In January this year, Reed walked into a Baptist church in suburban Atlanta to persuade 350 evangelical Christians that they should vote for him in the Republican primary for Georgia’s lieutenant governor. The event probably didn’t follow the script that Reed had intended. “As Christians we’re held to a higher standard,” the moderator began, according to an account in the Virginian Pilot. “Is there anything you’ve done in your political life that you wish you hadn’t done?”

At the grassroots level, the Abramoff investigation has strained the Republican relationship with religious communities. Many evangelicals were deeply dismayed by the actions of Randy “Duke” Cunningham, the California Republican and Baptist who resigned from Congress after pleading guilty to accepting more than $2 million in bribes from defense contractors. Reed’s use of Christian causes for his personal enrichment has provoked fresh outrage. “Ralph Reed is seen by some evangelicals as a conniver who used religion for political ends,” said Lindy Scott, the director of the Center for Applied Christian Ethics at Wheaton College. “I think this may bring out a little more caution in the evangelical world–we can’t sell our soul to the Republicans or the Democrats.”
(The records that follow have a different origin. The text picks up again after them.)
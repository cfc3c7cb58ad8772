//! The `taskman` library crate.
//!
//! A task-manager REST API: account signup/login with bearer-token sessions,
//! profile and avatar management, per-user task CRUD, and fire-and-forget
//! email notifications on account lifecycle events. This crate holds the
//! domain models, authentication, repositories, routing, and error handling;
//! the binary (`main.rs`) wires them into an Actix Web server.

pub mod auth;
pub mod config;
pub mod email;
pub mod error;
pub mod models;
pub mod repo;
pub mod routes;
Christian conservatives have experienced similar misgivings before. In the 1960s, Jerry Falwell spoke for many when he preached that evangelicals should not taint their spiritual mission by meddling in earthly politics (by the 1980s, he had apparently changed his mind). In the late 1990s, religious conservatives questioned whether the Christian Coalition’s support for the Republican Party had delivered them any tangible gains. The Abramoff affair, however, threatens to leave a deeper stain on the credibility of evangelical leaders in the eyes of their own believers, who are now glimpsing the costs of their hard-won political power. No less an authority than Ralph Reed once wrote that conservative Christians were “changing the soul of American politics.” Evangelicals are now discovering that this process works the other way around.